### [Assigned task]
Pull every line holding the word "PayloadFailed" from the data below and copy it.

Stored entries:
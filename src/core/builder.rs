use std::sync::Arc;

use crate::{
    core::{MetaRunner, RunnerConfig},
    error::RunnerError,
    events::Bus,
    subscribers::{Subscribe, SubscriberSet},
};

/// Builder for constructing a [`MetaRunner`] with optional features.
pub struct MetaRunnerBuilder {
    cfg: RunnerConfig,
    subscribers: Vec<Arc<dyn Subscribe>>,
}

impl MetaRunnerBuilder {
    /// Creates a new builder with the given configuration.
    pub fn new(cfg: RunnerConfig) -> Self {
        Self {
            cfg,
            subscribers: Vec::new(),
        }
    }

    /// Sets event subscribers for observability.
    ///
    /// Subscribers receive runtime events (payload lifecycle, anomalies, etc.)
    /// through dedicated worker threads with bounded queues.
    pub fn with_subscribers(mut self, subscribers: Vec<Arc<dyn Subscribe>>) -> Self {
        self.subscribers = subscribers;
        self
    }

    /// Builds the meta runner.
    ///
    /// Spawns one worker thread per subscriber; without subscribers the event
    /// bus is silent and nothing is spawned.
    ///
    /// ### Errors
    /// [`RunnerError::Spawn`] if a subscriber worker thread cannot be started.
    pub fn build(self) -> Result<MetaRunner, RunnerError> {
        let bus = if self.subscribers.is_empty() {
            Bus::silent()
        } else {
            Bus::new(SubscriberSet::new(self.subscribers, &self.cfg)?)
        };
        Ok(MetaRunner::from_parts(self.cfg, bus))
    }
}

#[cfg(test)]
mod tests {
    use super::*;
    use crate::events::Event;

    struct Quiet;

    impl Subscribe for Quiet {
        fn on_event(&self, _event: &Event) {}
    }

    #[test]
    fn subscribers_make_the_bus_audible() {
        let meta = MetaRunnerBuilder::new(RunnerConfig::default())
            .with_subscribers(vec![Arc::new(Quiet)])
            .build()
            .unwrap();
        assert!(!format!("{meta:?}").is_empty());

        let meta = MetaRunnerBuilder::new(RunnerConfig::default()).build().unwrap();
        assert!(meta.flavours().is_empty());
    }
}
---
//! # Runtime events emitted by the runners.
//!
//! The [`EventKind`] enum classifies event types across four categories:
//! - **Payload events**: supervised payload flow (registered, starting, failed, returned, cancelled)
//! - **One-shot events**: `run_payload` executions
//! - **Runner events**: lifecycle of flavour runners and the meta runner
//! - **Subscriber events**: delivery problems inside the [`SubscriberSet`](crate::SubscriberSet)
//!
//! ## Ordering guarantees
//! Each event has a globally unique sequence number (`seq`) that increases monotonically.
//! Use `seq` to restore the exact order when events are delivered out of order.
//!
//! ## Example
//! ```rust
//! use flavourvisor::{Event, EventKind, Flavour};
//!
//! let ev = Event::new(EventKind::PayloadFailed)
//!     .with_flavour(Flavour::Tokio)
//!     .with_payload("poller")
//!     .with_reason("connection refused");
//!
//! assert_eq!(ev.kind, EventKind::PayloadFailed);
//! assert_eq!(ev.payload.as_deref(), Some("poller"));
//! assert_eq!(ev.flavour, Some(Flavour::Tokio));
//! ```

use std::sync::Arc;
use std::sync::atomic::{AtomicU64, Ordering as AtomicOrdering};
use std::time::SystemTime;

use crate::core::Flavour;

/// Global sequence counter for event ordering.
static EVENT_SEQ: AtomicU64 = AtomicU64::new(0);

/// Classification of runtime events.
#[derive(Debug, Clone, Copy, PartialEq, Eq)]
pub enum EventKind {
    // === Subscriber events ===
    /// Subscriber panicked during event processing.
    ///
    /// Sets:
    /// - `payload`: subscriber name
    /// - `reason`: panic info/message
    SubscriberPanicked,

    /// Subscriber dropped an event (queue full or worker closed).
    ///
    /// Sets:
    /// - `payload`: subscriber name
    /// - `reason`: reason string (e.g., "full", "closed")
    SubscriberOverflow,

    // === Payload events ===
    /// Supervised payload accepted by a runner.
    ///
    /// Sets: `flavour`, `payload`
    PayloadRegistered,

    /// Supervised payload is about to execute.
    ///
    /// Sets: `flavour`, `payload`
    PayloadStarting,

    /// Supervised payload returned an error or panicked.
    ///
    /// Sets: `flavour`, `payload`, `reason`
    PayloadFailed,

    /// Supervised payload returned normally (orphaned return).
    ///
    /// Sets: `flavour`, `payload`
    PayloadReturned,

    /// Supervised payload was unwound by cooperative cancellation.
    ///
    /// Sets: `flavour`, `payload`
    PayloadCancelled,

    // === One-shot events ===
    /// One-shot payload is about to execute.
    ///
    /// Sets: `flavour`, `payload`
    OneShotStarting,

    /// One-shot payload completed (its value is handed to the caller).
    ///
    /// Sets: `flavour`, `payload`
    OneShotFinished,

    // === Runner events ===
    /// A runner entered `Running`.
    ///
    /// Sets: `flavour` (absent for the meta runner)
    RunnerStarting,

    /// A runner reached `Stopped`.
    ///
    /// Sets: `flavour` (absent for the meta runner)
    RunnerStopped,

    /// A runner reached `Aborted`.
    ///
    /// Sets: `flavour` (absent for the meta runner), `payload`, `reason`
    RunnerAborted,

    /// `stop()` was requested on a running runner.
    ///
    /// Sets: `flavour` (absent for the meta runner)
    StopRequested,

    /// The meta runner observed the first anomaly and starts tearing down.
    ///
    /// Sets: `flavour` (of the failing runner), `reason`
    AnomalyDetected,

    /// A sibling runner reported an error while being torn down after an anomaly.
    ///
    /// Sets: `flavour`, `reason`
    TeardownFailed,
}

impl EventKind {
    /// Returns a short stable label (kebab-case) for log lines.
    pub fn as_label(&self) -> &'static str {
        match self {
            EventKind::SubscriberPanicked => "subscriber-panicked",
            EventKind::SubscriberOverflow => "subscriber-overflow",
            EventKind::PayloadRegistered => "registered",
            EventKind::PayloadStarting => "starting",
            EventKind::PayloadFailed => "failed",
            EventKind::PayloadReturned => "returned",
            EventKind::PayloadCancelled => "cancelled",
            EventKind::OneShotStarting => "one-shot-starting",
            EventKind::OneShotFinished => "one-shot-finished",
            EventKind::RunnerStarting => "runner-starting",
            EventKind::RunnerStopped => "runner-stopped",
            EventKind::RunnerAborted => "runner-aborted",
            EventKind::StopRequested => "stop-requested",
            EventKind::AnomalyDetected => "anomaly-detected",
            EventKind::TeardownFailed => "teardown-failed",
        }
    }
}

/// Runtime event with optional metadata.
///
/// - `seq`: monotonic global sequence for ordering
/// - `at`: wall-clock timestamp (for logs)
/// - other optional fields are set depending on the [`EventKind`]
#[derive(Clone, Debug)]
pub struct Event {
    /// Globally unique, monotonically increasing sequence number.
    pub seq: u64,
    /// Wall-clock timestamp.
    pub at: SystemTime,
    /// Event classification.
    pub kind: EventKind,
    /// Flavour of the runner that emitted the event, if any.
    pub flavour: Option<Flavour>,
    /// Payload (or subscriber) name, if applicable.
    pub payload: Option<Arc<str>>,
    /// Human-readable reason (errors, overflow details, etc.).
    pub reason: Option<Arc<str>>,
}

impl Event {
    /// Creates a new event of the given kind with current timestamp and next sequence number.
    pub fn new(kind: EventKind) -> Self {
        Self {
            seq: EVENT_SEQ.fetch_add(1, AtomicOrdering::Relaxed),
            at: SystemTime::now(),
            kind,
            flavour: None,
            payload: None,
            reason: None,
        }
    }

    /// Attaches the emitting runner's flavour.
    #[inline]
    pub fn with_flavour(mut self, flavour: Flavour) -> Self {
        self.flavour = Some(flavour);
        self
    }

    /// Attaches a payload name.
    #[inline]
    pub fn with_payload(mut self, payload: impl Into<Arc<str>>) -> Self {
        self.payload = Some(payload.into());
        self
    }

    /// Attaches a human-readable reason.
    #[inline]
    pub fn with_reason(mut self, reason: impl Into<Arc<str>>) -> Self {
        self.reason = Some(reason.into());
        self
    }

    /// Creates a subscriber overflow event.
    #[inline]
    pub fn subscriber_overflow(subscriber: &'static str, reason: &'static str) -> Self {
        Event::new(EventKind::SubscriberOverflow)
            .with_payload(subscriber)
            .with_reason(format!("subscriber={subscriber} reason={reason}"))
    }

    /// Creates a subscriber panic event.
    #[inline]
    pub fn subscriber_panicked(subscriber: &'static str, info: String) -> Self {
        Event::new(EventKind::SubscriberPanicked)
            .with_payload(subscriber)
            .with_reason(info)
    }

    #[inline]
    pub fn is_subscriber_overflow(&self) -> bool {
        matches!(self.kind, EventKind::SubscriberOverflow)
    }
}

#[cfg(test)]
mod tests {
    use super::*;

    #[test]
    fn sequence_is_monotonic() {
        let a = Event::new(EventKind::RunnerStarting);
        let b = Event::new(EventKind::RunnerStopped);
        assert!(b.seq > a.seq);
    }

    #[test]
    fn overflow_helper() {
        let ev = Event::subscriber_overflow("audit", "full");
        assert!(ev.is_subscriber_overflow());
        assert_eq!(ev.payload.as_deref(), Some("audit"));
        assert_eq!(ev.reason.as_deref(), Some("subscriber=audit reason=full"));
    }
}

### [Answer box]
//! let ev = Event::new(EventKind::PayloadFailed)
//! assert_eq!(ev.kind, EventKind::PayloadFailed);
    PayloadFailed,
            EventKind::PayloadFailed => "failed",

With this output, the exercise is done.